**Task prompt**
Write out exactly the lines from the first line of the records below through the line that contains "anything was removed.", and stop there.

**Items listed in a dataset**
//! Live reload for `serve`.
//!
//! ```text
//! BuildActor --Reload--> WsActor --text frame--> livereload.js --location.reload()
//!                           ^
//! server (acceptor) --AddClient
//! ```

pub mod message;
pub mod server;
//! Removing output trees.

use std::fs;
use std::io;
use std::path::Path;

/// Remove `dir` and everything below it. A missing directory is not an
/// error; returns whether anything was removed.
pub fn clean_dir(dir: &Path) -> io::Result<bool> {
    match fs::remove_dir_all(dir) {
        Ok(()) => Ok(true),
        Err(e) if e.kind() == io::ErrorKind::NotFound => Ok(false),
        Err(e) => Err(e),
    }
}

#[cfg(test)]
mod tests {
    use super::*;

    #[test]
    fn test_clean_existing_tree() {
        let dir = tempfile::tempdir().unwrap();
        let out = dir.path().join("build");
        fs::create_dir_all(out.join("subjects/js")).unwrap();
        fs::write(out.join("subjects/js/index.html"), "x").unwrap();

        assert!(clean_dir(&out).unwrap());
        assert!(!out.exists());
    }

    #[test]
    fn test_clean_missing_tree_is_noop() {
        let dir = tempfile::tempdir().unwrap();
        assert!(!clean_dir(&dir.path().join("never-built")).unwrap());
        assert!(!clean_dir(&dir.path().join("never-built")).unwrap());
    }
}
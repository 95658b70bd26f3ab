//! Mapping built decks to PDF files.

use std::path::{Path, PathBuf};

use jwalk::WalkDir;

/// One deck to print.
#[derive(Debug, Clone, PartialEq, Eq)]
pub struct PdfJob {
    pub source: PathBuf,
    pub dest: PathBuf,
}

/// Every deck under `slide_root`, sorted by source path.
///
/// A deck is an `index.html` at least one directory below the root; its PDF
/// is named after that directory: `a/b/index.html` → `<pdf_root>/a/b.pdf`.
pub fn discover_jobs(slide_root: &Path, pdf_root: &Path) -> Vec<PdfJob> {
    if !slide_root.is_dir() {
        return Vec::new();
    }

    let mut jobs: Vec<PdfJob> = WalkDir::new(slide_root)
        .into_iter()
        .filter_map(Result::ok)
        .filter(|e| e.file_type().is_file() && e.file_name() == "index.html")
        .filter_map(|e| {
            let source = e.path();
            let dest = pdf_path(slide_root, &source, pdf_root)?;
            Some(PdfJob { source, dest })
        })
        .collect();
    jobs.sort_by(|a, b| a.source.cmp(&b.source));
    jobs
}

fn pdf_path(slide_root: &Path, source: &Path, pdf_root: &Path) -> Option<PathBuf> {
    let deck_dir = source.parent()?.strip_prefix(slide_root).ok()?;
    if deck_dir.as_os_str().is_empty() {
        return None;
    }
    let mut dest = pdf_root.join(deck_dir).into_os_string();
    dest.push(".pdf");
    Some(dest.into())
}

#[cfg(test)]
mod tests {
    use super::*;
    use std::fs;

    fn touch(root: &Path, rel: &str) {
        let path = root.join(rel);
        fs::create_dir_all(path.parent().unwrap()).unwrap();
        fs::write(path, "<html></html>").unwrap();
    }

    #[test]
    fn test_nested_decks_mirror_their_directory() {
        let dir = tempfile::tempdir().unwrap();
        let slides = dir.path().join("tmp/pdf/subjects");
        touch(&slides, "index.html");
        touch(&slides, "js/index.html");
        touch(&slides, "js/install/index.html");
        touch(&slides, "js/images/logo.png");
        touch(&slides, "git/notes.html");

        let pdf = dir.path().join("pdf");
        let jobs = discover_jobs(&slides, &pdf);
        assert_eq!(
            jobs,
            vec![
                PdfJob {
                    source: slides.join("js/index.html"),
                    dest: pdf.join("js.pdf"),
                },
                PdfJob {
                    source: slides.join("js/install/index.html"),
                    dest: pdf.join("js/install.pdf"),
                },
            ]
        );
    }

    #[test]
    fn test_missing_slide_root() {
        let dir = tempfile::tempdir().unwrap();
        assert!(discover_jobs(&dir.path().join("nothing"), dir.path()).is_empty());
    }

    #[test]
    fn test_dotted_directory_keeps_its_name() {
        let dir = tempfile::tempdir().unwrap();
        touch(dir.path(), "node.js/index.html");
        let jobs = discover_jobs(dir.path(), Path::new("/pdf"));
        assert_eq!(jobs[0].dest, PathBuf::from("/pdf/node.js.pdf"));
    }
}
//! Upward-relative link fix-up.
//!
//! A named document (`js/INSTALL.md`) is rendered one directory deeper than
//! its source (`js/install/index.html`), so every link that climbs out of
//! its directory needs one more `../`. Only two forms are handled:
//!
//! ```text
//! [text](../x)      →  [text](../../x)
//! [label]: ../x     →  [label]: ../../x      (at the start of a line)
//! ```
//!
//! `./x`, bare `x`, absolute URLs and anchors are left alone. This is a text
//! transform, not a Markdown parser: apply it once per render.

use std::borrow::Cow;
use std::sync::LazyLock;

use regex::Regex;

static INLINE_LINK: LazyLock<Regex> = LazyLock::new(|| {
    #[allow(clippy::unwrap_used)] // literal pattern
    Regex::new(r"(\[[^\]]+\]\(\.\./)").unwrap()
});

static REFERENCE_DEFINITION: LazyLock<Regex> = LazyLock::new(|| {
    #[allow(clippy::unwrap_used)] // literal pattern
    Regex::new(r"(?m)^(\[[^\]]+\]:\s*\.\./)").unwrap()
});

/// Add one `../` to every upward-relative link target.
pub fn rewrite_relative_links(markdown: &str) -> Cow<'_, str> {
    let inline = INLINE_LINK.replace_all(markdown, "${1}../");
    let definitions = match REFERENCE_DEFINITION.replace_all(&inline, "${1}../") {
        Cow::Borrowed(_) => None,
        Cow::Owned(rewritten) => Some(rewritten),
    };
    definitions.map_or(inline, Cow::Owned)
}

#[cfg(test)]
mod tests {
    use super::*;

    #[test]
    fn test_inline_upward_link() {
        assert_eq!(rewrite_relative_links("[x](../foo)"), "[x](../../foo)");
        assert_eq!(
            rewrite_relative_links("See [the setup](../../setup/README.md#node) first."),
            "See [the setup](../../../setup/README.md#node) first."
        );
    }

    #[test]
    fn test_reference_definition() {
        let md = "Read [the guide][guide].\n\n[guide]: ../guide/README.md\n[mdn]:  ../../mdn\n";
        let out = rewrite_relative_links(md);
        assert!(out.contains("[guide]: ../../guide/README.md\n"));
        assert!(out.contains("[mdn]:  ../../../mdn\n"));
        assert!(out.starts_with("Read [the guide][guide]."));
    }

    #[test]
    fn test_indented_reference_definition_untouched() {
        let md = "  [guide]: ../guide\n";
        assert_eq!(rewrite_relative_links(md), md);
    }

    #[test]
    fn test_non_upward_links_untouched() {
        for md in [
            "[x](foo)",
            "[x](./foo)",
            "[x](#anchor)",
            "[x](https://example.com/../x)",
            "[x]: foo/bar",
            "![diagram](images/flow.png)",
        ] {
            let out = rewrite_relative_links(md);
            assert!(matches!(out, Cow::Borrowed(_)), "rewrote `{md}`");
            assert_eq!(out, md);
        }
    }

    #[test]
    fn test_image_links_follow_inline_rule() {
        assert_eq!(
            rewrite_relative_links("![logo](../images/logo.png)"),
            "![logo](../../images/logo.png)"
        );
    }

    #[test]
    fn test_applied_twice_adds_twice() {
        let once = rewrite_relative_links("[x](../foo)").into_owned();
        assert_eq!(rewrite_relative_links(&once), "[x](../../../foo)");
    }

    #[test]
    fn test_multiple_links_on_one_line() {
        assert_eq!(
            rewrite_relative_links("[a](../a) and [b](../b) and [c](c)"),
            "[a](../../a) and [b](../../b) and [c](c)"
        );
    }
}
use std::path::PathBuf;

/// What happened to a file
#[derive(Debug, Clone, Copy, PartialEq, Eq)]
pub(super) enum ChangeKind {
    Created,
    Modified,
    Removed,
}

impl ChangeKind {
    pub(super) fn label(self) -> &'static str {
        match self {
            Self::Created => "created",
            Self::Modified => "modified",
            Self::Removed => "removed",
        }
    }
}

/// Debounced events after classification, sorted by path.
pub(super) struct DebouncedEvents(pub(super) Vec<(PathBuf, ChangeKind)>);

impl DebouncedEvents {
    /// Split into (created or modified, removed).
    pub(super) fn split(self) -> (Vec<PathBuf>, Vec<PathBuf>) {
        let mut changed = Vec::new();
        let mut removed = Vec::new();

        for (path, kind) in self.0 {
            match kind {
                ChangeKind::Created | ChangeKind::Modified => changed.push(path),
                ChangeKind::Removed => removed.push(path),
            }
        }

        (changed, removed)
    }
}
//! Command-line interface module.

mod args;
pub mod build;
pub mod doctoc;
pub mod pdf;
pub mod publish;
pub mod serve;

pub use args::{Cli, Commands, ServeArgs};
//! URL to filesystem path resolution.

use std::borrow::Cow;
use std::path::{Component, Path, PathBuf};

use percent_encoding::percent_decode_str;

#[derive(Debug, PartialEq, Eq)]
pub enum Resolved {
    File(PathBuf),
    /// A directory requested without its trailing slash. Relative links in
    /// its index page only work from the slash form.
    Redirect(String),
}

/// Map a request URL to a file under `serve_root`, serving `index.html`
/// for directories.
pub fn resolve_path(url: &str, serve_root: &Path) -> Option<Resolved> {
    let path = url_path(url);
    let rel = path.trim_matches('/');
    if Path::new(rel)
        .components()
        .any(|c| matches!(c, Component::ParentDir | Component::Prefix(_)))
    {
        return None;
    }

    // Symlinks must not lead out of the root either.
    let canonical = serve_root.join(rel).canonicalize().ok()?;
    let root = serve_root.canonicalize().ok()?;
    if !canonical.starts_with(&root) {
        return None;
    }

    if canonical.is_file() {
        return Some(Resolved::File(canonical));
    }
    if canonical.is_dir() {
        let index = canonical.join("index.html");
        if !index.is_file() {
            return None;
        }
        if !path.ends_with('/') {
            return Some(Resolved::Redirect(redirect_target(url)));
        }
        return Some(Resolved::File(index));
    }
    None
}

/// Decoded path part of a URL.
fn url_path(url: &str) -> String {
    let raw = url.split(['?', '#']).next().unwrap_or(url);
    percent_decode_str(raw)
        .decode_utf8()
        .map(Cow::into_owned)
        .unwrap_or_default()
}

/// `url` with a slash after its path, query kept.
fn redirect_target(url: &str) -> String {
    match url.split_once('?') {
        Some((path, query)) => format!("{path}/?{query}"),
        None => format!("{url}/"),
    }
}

**Written response**
//! Live reload for `serve`.
//!
//! ```text
//! BuildActor --Reload--> WsActor --text frame--> livereload.js --location.reload()
//!                           ^
//! server (acceptor) --AddClient
//! ```

pub mod message;
pub mod server;
//! Removing output trees.

use std::fs;
use std::io;
use std::path::Path;

/// Remove `dir` and everything below it. A missing directory is not an
/// error; returns whether anything was removed.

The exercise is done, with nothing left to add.